(EXERCISE DATA begins)

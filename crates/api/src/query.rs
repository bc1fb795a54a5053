//! Query parameter types for API handlers.

use marquee_core::filters::{Filters, DEFAULT_PAGE, DEFAULT_PAGE_SIZE};
use serde::Deserialize;

/// Query parameters for `GET /movies`
/// (`?title=&genres=a,b&page=&page_size=&sort=`).
#[derive(Debug, Default, Deserialize)]
pub struct ListMoviesParams {
    pub title: Option<String>,
    /// Comma-separated genre terms.
    pub genres: Option<String>,
    pub page: Option<i64>,
    pub page_size: Option<i64>,
    pub sort: Option<String>,
}

impl ListMoviesParams {
    pub fn title(&self) -> &str {
        self.title.as_deref().unwrap_or_default()
    }

    pub fn genres(&self) -> Vec<String> {
        self.genres
            .as_deref()
            .unwrap_or_default()
            .split(',')
            .map(|g| g.trim().to_string())
            .filter(|g| !g.is_empty())
            .collect()
    }

    pub fn filters(&self) -> Filters {
        Filters {
            page: self.page.unwrap_or(DEFAULT_PAGE),
            page_size: self.page_size.unwrap_or(DEFAULT_PAGE_SIZE),
            sort: self.sort.clone().unwrap_or_else(|| "id".to_string()),
        }
    }
}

(EXERCISE DATA ends)

» **THE PROBLEM**:
Output the listing above without altering a single character.

» **SOLUTION**:
filename crates/api/src/query.rs
repository bc1fb795a54a5053
//! Query parameter types for API handlers.

use marquee_core::filters::{Filters, DEFAULT_PAGE, DEFAULT_PAGE_SIZE};
use serde::Deserialize;

/// Query parameters for `GET /movies`
/// (`?title=&genres=a,b&page=&page_size=&sort=`).
#[derive(Debug, Default, Deserialize)]
pub struct ListMoviesParams {
    pub title: Option<String>,
    /// Comma-separated genre terms.
    pub genres: Option<String>,
    pub page: Option<i64>,
    pub page_size: Option<i64>,
    pub sort: Option<String>,
}

impl ListMoviesParams {
    pub fn title(&self) -> &str {
        self.title.as_deref().unwrap_or_default()
    }

    pub fn genres(&self) -> Vec<String> {
        self.genres
            .as_deref()
            .unwrap_or_default()
            .split(',')
            .map(|g| g.trim().to_string())
            .filter(|g| !g.is_empty())
            .collect()
    }

    pub fn filters(&self) -> Filters {
        Filters {
            page: self.page.unwrap_or(DEFAULT_PAGE),
            page_size: self.page_size.unwrap_or(DEFAULT_PAGE_SIZE),
            sort: self.sort.clone().unwrap_or_else(|| "id".to_string()),
        }
    }
}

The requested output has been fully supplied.